Alguns anos depois, Giannotti modificaria tal diagnóstico, permitindo-se tornar seus os instrumentos conceituais do segundo Wittgenstein: formas de vida, "Weltbild", jogos de linguagem (e jogos "não-lingüísticos"), "visão de aspecto" etc. Numa palavra, partindo da lógica transcendental e passando pelo "lógos prático" (expressão plasmada, creio eu, pelo próprio Giannotti) chegamos ao "lógos estético" de que falava Merleau-Ponty, mas com um olhar diferente do fenomenológico que permite, com Wittgenstein, complementar a ontologia do social com o esclarecimento da arte e da moral. O tema central do livro de Giannotti é justamente esse momento em que a razão filosófica fecha "ou recomeça" o seu ciclo. Dando a palavra ao autor: "A arte e a moral, precisamente na medida em que são capazes de aumentar ou diminuir o diâmetro do mundo, não preparam a seu modo o invento da razão? Eis o nosso tema".

Problemas fenomenológicos
Talvez pudéssemos atravessar a problemática montada por Giannotti de outra perspectiva (deixando de lado as injustiças cometidas com Adorno e Benjamin, como bem apontou Roberto Schwarz). Talvez fosse possível matizar a oposição que estabelece entre "formas de vida" e "mundo da vida", apontando para uma certa superposição entre enunciados de Wittgenstein e de Merleau-Ponty.
Não é verdade que o primeiro diz que não há fenomenologia, mas que há problemas fenomenológicos? Não há um mesmo "ar de família" (nada vago) impregnando tal enunciado wittgensteiniano e a recusa por Merleau-Ponty da redução transcendental ou da idéia da fenomenologia como "ciência rigorosa"? Não fazia o filósofo francês da pergunta "onde estou?" o paradigma da interrogação filosófica, enquanto o austríaco dizia: "Todo problema filosófico tem a forma: já não mais sei onde estou"? Creio que podemos aceitar essa convergência, sem chegar ao extremo do Foucault que nos dizia em 1965 em São Paulo: "É preciso ser uma mosca cega para não ver que a filosofia de Wittgenstein e a de Heidegger são uma e a mesma filosofia".

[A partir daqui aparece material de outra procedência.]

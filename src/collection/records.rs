//! Operations that derive values from elements: by selector for any element
//! type, by field path for record-shaped values.

use tracing::{debug, trace};

use super::Collection;
use super::dynamic::summand;
use crate::raw::{RawCollection, merge_sort_by};
use crate::value::Number;
use crate::{Compare, Equality, Key, Record, Select, SortFlag, Value};

/// Converts a selected value to a key, logging and skipping values that
/// cannot be keys.
fn key_of(value: &Value, operation: &'static str) -> Option<Key> {
    match Key::try_from(value) {
        Ok(key) => Some(key),
        Err(err) => {
            debug!(operation, %err, "skipping item without a usable key");
            None
        }
    }
}

impl<V> Collection<V> {
    /// Buckets the elements by the selected value.
    ///
    /// Buckets appear in order of first encounter and each holds its
    /// elements as a list. Elements whose selected value cannot be a key are
    /// skipped.
    ///
    /// # Examples
    ///
    /// ```
    /// use ordered_collection::{Collection, Key, Value};
    ///
    /// let users = Collection::<Value>::from_json(
    ///     r#"[{"id": 1, "name": "John"}, {"id": 2, "name": "Jane"}, {"id": 3, "name": "John"}]"#,
    /// ).unwrap();
    ///
    /// let by_name = users.group_by("name");
    /// assert_eq!(by_name.keys(), Collection::make([Key::from("John"), Key::from("Jane")]));
    /// assert_eq!(by_name["John"].len(), 2);
    ///
    /// let by_parity = users.group_by(|u: &Value| u["id"].as_i64().map(|id| id % 2));
    /// assert_eq!(by_parity[&Key::Int(1)].len(), 2);
    ///
    /// let numbers = Collection::make([1, 2, 3, 4]).group_by(|n: &i32| *n > 2);
    /// assert_eq!(numbers[&Key::Int(1)], Collection::make([3, 4]));
    /// ```
    #[must_use]
    pub fn group_by<S>(&self, selector: S) -> Collection<Collection<V>>
    where
        V: Clone,
        S: Select<V>,
    {
        let mut groups: RawCollection<Collection<V>> = RawCollection::new();
        for (_, item) in self {
            let Some(key) = key_of(&selector.select(item), "group_by") else {
                continue;
            };
            match groups.get_mut(&key) {
                Some(group) => {
                    group.raw.push(item.clone());
                }
                None => {
                    groups.insert(key, Collection::make([item.clone()]));
                }
            }
        }
        Collection::from_raw(groups)
    }

    /// Re-keys the elements by the selected value. A later element with the
    /// same key replaces the earlier one in its position.
    ///
    /// # Examples
    ///
    /// ```
    /// use ordered_collection::{Collection, Key, Value};
    ///
    /// let users = Collection::<Value>::from_json(
    ///     r#"[{"id": 1, "name": "John"}, {"id": 2, "name": "Jane"}, {"id": 3, "name": "John"}]"#,
    /// ).unwrap();
    ///
    /// let by_name = users.key_by("name");
    /// assert_eq!(by_name.keys(), Collection::make([Key::from("John"), Key::from("Jane")]));
    /// assert_eq!(by_name["John"]["id"], Value::from(3));
    /// ```
    #[must_use]
    pub fn key_by<S>(&self, selector: S) -> Self
    where
        V: Clone,
        S: Select<V>,
    {
        let mut keyed = RawCollection::with_capacity(self.len());
        for (_, item) in self {
            let Some(key) = key_of(&selector.select(item), "key_by") else {
                continue;
            };
            if keyed.contains_key(&key) {
                trace!(%key, "key_by replacing an earlier item");
            }
            keyed.insert(key, item.clone());
        }
        Collection::from_raw(keyed)
    }

    /// Sums the selected values. Integers stay integers until the sum
    /// overflows; non-numeric values count as zero.
    ///
    /// # Examples
    ///
    /// ```
    /// use ordered_collection::{Collection, Selector, Value};
    ///
    /// let users = Collection::<Value>::from_json(r#"[{"kids": 2}, {"kids": 1}, {"kids": 3}]"#).unwrap();
    /// assert_eq!(users.sum_by("kids"), Value::from(6));
    /// assert_eq!(users.sum_by(Selector::func(|u: &Value| u["kids"].clone())), Value::from(6));
    ///
    /// let words = Collection::make(["a", "bb", "ccc"]);
    /// assert_eq!(words.sum_by(|w: &&str| w.len()), Value::from(6));
    /// ```
    #[must_use]
    pub fn sum_by<S>(&self, selector: S) -> Value
    where
        S: Select<V>,
    {
        self.iter()
            .fold(Number::Int(0), |total, (_, item)| total.add(summand(&selector.select(item))))
            .into()
    }

    /// Sums the values. Integers stay integers until the sum overflows;
    /// non-numeric values count as zero.
    ///
    /// # Examples
    ///
    /// ```
    /// use ordered_collection::{Collection, Value};
    ///
    /// assert_eq!(Collection::make([1, 2, 3, 4, 5]).sum(), Value::from(15));
    ///
    /// let mixed = Collection::make([Value::from(1), Value::from("2.5"), Value::from("n/a")]);
    /// assert_eq!(mixed.sum(), Value::from(3.5));
    /// ```
    #[must_use]
    pub fn sum(&self) -> Value
    where
        V: Clone + Into<Value>,
    {
        self.sum_by(|item: &V| item.clone())
    }

    /// Sorts the elements by the selected value, compared per `flag`.
    ///
    /// The sort is stable in both directions and every element keeps its key.
    /// Mixed-type values that do not order consistently still sort without
    /// panicking, into some order.
    ///
    /// # Examples
    ///
    /// ```
    /// use ordered_collection::{Collection, Key, SortFlag, Value};
    ///
    /// let mut users = Collection::<Value>::from_json(
    ///     r#"[{"id": 1, "name": "John"}, {"id": 2, "name": "Jane"}, {"id": 3, "name": "Jack"}]"#,
    /// ).unwrap();
    ///
    /// users.sort_by("name", SortFlag::Regular, false);
    /// assert_eq!(users.fetch("id"), Collection::make([3, 2, 1].map(Value::from)));
    /// assert_eq!(users.keys().first(), Some(&Key::Int(2)));
    ///
    /// let mut words = Collection::make(["ccc", "a", "bb"]);
    /// words.sort_by(|w: &&str| w.len(), SortFlag::Numeric, true);
    /// assert_eq!(words.values(), Collection::make(["ccc", "bb", "a"]));
    /// ```
    pub fn sort_by<S>(&mut self, selector: S, flag: SortFlag, descending: bool) -> &mut Self
    where
        S: Select<V>,
    {
        let sort_keys: Vec<Value> = self.iter().map(|(_, item)| selector.select(item)).collect();
        let order = merge_sort_by((0..sort_keys.len()).collect(), &mut |&a: &usize, &b: &usize| {
            let ordering = flag.compare(&sort_keys[a], &sort_keys[b]);
            if descending { ordering.reverse() } else { ordering }
        });
        self.raw.reorder(&order);
        self
    }

    /// [`sort_by`](Collection::sort_by) in descending order.
    pub fn sort_by_desc<S>(&mut self, selector: S, flag: SortFlag) -> &mut Self
    where
        S: Select<V>,
    {
        self.sort_by(selector, flag, true)
    }
}

impl<V: Record> Collection<V> {
    /// Returns the value at `path` for every element that has one, as a list.
    ///
    /// # Examples
    ///
    /// ```
    /// use ordered_collection::{Collection, Value};
    ///
    /// let users = Collection::<Value>::from_json(r#"[{"id": 1}, {"name": "x"}, {"id": 2}]"#).unwrap();
    /// assert_eq!(users.fetch("id"), Collection::make([Value::from(1), Value::from(2)]));
    /// ```
    #[must_use]
    pub fn fetch(&self, path: &str) -> Collection<Value> {
        Collection::make(self.iter().filter_map(|(_, item)| item.path(path).cloned()))
    }

    /// Joins the string forms of the field at `path` with `glue`. Missing
    /// fields contribute an empty string.
    ///
    /// # Examples
    ///
    /// ```
    /// use ordered_collection::{Collection, Value};
    ///
    /// let users = Collection::<Value>::from_json(r#"[{"id": 1}, {"id": 2}, {"id": 3}]"#).unwrap();
    /// assert_eq!(users.implode("id", ","), "1,2,3");
    /// assert_eq!(users.implode("id", ""), "123");
    /// ```
    #[must_use]
    pub fn implode(&self, path: &str, glue: &str) -> String {
        self.map(|item| item.path(path).cloned().unwrap_or_default()).join(glue)
    }

    /// Lists the values at `value_path`, keyed by the values at `key_path`
    /// when one is given. Missing fields read as `null`.
    ///
    /// # Examples
    ///
    /// ```
    /// use ordered_collection::{Collection, Key, Value};
    ///
    /// let users = Collection::<Value>::from_json(r#"[{"id": 1, "name": "John"}, {"id": 2, "name": "Jane"}]"#).unwrap();
    /// assert_eq!(users.lists("name", None), Collection::make([Value::from("John"), Value::from("Jane")]));
    /// assert_eq!(users.lists("name", Some("id")).keys(), Collection::make([Key::Int(1), Key::Int(2)]));
    /// ```
    #[must_use]
    pub fn lists(&self, value_path: &str, key_path: Option<&str>) -> Collection<Value> {
        let mut listed = RawCollection::with_capacity(self.len());
        for (_, item) in self {
            let value = item.path(value_path).cloned().unwrap_or_default();
            match key_path {
                None => {
                    listed.push(value);
                }
                Some(key_path) => {
                    let key = item.path(key_path).map_or(Some(Key::Str(String::new())), |k| key_of(k, "lists"));
                    if let Some(key) = key {
                        listed.insert(key, value);
                    }
                }
            }
        }
        Collection::from_raw(listed)
    }

    /// Keeps the elements whose field at `path` matches `value` under
    /// `equality`. A missing field reads as `null`. Keys are kept.
    ///
    /// # Examples
    ///
    /// ```
    /// use ordered_collection::{Collection, Equality, Key, Value};
    ///
    /// let users = Collection::<Value>::from_json(r#"[{"id": 1}, {"id": 2}]"#).unwrap();
    /// assert_eq!(users.where_field("id", &Value::from(1), Equality::Strict).len(), 1);
    /// assert!(users.where_field("id", &Value::from("1"), Equality::Strict).is_empty());
    ///
    /// let loose = users.where_field("id", &Value::from("2"), Equality::Loose);
    /// assert_eq!(loose.keys().first(), Some(&Key::Int(1)));
    /// ```
    #[must_use]
    pub fn where_field(&self, path: &str, value: &Value, equality: Equality) -> Self
    where
        V: Clone,
    {
        self.filter(|item| match item.path(path) {
            Some(field) => field.matches(value, equality),
            None => Value::Null.matches(value, equality),
        })
    }

    /// [`where_field`](Collection::where_field) with loose equality.
    #[must_use]
    pub fn where_loose(&self, path: &str, value: &Value) -> Self
    where
        V: Clone,
    {
        self.where_field(path, value, Equality::Loose)
    }
}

Mas só poderíamos, assim, divergir de Giannotti assumindo o ônus da prova, ao termo de todo um trabalho tornado possível graças a seu livro. Seríamos obrigados a tudo recomeçar novamente. Mas essa alternativa não apresenta interesse para o leitor a que me dirijo. Limitemo-nos, portanto, a convidar o leitor a abrir o livro de Giannotti e retomar por sua própria conta o trabalho da reflexão, para encerrar esta resenha com uma expressão que remete imediatamente à linguagem ou ao estilo de meu antigo professor.

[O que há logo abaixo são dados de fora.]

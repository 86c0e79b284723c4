mod raw_collection;
mod sort;

pub(crate) use raw_collection::RawCollection;
pub(crate) use sort::merge_sort_by;
use core::fmt;

/// A key in a [`Collection`](crate::Collection): either an integer or a string.
///
/// Strings that spell a canonical decimal integer are stored as integers, so
/// `Key::from("1")` and `Key::from(1)` name the same slot. Anything else (leading
/// zeros, a `+` sign, surrounding whitespace, `"-0"`, or a value that overflows
/// `i64`) stays a string.
///
/// # Examples
///
/// ```
/// use ordered_collection::Key;
///
/// assert_eq!(Key::from("42"), Key::Int(42));
/// assert_eq!(Key::from("042"), Key::Str("042".to_string()));
/// assert_eq!(Key::from(true), Key::Int(1));
/// ```
#[derive(Clone, Debug, Eq, PartialEq, Ord, PartialOrd, Hash)]
pub enum Key {
    /// An integer key. Lists use `0..n`.
    Int(i64),
    /// A string key that is not a canonical integer.
    Str(String),
}

impl Key {
    /// Returns the integer payload, if this is an integer key.
    #[must_use]
    pub const fn as_int(&self) -> Option<i64> {
        match self {
            Key::Int(i) => Some(*i),
            Key::Str(_) => None,
        }
    }

    /// Returns the string payload, if this is a string key.
    #[must_use]
    pub fn as_str(&self) -> Option<&str> {
        match self {
            Key::Int(_) => None,
            Key::Str(s) => Some(s),
        }
    }

    /// Returns `true` for integer keys.
    #[must_use]
    pub const fn is_int(&self) -> bool {
        matches!(self, Key::Int(_))
    }
}

/// Parses `s` as an array-key integer: optional `-`, digits, no leading zeros.
fn canonical_int(s: &str) -> Option<i64> {
    let digits = s.strip_prefix('-').unwrap_or(s);
    if digits.is_empty() || !digits.bytes().all(|b| b.is_ascii_digit()) {
        return None;
    }
    if (digits.len() > 1 && digits.starts_with('0')) || s == "-0" {
        return None;
    }
    s.parse().ok()
}

impl From<&str> for Key {
    fn from(s: &str) -> Self {
        canonical_int(s).map_or_else(|| Key::Str(s.to_owned()), Key::Int)
    }
}

impl From<String> for Key {
    fn from(s: String) -> Self {
        match canonical_int(&s) {
            Some(i) => Key::Int(i),
            None => Key::Str(s),
        }
    }
}

impl From<&String> for Key {
    fn from(s: &String) -> Self {
        Key::from(s.as_str())
    }
}

impl From<&Key> for Key {
    fn from(key: &Key) -> Self {
        key.clone()
    }
}

impl From<bool> for Key {
    fn from(b: bool) -> Self {
        Key::Int(i64::from(b))
    }
}

macro_rules! impl_from_int {
    ($($ty:ty),*) => {
        $(
            impl From<$ty> for Key {
                fn from(i: $ty) -> Self {
                    Key::Int(i64::from(i))
                }
            }
        )*
    };
}

impl_from_int!(i8, i16, i32, i64, u8, u16, u32);

impl From<usize> for Key {
    fn from(i: usize) -> Self {
        Key::Int(i64::try_from(i).unwrap_or(i64::MAX))
    }
}

impl fmt::Display for Key {
    fn fmt(&self, f: &mut fmt::Formatter<'_>) -> fmt::Result {
        match self {
            Key::Int(i) => write!(f, "{i}"),
            Key::Str(s) => f.write_str(s),
        }
    }
}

Bento Prado Jr. é filósofo, professor na Universidade Federal de São Carlos (SP). É autor de "Presença e Campo Transcendental" (Edusp), entre outros.

O Jogo do Belo e do Feio
216 págs., R$ 39 de José Arthur Giannotti. Companhia das Letras (r. Bandeira Paulista, 702, conjunto 32, CEP 04532-002, SP, tel. 0/xx/ 11/ 3707-3500).